■ **WHAT NEEDS TO BE DONE**
What do the lines say, reproduced word for word, from the first of the entries below through the line bearing "the derived strings"?

● ● ● ● ●

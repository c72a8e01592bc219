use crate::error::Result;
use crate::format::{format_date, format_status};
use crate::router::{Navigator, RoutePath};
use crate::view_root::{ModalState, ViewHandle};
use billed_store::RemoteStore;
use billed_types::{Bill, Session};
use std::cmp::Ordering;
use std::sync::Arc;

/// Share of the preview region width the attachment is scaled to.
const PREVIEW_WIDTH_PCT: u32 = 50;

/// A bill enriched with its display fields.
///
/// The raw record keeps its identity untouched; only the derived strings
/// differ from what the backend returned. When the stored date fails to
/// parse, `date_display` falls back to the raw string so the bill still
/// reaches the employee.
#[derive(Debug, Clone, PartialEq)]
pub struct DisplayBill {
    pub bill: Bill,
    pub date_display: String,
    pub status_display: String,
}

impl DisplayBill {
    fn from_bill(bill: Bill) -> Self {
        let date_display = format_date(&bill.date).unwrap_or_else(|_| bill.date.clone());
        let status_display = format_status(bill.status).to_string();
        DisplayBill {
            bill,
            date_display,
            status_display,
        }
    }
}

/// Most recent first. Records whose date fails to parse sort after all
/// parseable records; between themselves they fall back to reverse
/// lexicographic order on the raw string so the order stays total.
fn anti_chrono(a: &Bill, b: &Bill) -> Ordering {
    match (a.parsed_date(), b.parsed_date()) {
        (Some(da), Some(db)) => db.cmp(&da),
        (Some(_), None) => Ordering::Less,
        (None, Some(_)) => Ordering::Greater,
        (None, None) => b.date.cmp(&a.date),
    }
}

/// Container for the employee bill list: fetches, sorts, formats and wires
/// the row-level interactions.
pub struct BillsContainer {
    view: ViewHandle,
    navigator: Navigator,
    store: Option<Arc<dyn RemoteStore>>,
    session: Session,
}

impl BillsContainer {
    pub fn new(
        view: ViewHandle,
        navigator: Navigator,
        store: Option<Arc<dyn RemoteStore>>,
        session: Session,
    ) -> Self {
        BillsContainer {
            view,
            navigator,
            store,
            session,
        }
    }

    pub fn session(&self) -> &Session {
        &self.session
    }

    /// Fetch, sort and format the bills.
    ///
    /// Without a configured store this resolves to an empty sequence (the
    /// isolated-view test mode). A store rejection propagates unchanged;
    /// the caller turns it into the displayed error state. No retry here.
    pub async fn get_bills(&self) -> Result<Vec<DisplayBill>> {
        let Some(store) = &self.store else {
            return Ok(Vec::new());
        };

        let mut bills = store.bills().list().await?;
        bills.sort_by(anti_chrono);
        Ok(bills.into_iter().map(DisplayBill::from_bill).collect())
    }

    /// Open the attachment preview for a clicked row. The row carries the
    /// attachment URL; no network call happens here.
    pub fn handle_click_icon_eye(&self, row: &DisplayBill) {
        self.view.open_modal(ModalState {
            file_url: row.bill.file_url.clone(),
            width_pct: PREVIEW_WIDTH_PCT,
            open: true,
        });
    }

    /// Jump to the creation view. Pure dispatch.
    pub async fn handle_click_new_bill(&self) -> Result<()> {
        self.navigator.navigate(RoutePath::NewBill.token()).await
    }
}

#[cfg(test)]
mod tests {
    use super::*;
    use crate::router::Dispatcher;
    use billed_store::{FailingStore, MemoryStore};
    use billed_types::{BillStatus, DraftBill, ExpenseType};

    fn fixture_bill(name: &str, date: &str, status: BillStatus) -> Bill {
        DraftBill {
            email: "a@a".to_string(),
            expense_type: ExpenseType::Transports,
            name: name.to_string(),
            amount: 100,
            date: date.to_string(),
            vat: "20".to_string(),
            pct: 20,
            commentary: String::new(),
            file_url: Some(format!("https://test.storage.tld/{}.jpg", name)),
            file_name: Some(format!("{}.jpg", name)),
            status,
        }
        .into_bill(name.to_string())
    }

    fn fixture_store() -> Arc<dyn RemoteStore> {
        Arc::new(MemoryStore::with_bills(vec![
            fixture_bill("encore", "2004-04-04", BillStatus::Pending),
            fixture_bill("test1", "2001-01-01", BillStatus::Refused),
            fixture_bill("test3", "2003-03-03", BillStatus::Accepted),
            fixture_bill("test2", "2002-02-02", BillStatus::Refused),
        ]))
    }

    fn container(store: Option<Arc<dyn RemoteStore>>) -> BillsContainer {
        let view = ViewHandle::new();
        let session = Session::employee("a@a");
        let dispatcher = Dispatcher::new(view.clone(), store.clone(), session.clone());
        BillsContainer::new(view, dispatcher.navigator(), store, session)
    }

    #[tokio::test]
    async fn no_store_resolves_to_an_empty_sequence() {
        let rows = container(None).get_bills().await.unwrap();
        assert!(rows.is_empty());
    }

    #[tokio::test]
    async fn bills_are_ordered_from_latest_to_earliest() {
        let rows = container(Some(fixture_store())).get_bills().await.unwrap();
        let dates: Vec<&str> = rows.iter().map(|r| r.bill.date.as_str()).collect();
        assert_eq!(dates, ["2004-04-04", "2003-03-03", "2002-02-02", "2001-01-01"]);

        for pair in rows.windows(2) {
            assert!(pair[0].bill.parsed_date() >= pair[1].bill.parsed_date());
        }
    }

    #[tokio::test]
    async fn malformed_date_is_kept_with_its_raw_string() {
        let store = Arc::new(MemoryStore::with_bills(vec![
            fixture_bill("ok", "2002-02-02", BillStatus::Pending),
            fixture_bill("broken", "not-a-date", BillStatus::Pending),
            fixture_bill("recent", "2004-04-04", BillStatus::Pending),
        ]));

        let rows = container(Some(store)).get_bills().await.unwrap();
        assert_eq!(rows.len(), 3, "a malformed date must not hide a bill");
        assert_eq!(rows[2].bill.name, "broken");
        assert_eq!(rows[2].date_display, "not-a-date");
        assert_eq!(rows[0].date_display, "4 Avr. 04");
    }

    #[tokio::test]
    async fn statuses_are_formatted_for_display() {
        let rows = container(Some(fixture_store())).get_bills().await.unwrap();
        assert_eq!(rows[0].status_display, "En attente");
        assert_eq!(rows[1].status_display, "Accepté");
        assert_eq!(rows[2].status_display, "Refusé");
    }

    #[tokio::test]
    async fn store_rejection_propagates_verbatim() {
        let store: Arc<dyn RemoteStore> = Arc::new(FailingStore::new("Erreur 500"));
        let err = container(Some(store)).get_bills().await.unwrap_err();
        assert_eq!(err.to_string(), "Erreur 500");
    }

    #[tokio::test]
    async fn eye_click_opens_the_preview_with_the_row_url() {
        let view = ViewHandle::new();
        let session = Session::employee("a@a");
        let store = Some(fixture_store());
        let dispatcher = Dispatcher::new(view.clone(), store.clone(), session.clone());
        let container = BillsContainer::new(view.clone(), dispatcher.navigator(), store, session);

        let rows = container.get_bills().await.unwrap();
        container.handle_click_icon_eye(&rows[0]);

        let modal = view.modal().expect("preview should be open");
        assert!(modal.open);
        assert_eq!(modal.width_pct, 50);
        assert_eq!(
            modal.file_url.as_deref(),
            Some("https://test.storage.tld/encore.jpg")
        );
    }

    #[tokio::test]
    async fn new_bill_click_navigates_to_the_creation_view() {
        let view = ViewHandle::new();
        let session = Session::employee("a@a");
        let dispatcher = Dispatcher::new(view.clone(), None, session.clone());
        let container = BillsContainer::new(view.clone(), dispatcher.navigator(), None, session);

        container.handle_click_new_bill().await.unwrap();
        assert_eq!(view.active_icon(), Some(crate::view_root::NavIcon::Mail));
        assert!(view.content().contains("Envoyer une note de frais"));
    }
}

● ● ● ● ●

■ **ANSWER BOX**
repository c72a8e01592bc219
use crate::error::Result;
use crate::format::{format_date, format_status};
use crate::router::{Navigator, RoutePath};
use crate::view_root::{ModalState, ViewHandle};
use billed_store::RemoteStore;
use billed_types::{Bill, Session};
use std::cmp::Ordering;
use std::sync::Arc;

/// Share of the preview region width the attachment is scaled to.
const PREVIEW_WIDTH_PCT: u32 = 50;

/// A bill enriched with its display fields.
///
/// The raw record keeps its identity untouched; only the derived strings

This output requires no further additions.